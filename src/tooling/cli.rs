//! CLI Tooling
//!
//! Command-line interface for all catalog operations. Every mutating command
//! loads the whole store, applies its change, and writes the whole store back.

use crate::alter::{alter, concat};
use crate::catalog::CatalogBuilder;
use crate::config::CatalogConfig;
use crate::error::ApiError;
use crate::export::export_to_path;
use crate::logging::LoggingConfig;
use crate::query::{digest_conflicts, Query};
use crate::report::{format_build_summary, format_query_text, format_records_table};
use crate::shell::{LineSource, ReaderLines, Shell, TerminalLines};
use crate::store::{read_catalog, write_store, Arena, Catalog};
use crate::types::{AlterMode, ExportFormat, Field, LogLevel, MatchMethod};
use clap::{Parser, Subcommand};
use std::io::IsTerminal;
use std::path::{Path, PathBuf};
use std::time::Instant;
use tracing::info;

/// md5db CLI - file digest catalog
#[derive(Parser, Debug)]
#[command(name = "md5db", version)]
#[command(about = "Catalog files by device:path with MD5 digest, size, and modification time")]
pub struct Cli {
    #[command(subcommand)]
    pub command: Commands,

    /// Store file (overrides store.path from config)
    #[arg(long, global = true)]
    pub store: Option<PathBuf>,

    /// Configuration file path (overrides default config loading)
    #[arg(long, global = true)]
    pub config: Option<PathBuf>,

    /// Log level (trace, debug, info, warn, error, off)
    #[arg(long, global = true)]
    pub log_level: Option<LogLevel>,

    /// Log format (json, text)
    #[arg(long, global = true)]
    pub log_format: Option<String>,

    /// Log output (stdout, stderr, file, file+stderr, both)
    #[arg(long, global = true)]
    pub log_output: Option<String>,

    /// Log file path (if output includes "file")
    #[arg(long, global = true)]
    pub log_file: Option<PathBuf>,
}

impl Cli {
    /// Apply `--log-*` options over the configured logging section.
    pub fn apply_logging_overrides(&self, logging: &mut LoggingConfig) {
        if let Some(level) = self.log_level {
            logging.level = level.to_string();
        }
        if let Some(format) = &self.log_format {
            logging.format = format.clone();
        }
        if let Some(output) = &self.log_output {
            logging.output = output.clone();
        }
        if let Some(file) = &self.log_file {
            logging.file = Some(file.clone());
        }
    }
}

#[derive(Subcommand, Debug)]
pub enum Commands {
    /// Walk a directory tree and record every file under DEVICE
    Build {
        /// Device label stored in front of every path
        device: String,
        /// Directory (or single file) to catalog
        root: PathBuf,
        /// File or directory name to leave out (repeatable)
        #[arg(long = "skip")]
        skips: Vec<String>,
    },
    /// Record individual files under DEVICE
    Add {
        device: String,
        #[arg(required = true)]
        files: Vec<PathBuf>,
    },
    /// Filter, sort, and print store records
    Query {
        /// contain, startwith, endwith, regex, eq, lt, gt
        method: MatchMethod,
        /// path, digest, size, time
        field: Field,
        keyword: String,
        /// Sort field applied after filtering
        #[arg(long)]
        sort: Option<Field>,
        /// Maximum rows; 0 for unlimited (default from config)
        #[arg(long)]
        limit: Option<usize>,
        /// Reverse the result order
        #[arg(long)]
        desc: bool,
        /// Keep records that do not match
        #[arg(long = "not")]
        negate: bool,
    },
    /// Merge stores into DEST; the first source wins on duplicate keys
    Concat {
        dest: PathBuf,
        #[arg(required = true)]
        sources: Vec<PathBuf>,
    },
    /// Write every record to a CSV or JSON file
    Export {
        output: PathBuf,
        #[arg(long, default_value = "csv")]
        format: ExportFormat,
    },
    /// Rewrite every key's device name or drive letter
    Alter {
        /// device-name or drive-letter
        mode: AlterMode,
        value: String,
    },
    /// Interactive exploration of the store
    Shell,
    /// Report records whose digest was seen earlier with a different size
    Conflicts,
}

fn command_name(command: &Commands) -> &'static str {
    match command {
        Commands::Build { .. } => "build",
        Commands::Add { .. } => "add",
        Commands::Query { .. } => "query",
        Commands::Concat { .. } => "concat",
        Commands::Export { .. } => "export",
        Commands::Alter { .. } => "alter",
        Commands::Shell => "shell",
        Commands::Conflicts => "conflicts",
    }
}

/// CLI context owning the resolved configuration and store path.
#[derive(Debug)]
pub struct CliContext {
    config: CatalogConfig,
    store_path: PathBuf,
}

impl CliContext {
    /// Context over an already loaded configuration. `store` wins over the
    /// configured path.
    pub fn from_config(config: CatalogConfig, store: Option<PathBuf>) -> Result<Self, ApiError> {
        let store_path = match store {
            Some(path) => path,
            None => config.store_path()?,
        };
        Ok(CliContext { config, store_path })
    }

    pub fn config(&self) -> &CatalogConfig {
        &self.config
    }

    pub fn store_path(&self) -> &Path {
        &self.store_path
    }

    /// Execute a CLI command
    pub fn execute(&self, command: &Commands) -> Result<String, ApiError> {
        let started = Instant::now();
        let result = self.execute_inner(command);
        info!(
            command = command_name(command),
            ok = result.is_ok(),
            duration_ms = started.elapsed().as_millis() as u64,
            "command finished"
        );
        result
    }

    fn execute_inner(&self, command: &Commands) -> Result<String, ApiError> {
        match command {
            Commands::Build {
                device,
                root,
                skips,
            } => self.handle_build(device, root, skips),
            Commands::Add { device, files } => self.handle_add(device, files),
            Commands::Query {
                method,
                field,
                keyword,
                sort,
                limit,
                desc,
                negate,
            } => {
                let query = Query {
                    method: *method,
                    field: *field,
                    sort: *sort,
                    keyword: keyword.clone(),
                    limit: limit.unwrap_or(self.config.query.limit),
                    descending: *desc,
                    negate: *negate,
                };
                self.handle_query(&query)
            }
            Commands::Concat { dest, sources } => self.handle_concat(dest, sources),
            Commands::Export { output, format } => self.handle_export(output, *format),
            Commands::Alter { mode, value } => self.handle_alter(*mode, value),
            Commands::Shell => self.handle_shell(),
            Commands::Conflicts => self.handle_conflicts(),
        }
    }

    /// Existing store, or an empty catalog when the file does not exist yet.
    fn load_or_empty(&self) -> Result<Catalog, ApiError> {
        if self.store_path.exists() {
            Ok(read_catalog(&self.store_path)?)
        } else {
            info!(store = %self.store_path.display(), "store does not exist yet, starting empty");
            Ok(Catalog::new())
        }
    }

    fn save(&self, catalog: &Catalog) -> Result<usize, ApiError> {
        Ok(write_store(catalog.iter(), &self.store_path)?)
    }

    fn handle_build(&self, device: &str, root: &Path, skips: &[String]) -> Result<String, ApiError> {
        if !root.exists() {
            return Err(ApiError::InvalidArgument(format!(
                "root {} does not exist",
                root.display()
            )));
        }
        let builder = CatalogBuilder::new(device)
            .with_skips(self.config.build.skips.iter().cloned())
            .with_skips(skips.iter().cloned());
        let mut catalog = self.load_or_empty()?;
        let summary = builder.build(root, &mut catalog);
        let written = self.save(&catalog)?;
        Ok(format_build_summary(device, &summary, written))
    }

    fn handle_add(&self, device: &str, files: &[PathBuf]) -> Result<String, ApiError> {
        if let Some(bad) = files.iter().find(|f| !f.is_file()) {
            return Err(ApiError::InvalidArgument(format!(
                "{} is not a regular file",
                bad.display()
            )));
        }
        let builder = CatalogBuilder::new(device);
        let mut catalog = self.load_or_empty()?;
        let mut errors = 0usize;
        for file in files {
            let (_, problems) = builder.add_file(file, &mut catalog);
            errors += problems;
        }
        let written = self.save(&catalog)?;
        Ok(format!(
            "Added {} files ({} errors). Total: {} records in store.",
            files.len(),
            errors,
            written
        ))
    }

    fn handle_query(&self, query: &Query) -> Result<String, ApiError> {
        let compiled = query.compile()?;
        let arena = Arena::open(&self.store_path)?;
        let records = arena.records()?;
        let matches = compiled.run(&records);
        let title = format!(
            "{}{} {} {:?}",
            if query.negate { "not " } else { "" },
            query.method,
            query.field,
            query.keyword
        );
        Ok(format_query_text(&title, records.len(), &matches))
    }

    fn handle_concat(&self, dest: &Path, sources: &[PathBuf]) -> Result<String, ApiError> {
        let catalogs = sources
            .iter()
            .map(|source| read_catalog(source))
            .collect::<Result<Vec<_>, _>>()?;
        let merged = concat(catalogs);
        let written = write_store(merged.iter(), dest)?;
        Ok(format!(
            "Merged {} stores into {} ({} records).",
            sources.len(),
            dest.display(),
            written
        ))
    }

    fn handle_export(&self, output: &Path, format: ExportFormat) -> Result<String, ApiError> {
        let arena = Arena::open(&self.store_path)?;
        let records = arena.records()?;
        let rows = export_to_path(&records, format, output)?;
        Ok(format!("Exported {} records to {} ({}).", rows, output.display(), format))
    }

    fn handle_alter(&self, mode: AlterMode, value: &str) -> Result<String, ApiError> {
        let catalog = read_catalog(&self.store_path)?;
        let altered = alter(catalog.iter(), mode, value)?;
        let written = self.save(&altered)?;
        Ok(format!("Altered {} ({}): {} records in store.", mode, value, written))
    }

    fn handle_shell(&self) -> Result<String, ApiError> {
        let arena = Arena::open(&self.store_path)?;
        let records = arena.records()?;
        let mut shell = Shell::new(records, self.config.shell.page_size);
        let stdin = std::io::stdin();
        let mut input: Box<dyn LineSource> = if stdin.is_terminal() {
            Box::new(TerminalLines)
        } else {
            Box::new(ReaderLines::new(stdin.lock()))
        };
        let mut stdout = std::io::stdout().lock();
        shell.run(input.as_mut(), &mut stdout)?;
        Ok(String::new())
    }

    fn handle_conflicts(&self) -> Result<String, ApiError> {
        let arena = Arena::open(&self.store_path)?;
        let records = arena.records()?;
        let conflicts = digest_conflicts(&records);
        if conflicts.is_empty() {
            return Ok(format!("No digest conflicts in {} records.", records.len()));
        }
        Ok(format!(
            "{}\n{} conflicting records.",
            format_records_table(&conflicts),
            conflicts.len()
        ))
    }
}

━━━━━━━━

### Brief
What is needed is every line from the data above that includes the string "CliContext", copied out.

### Answer
pub struct CliContext {
impl CliContext {
        Ok(CliContext { config, store_path })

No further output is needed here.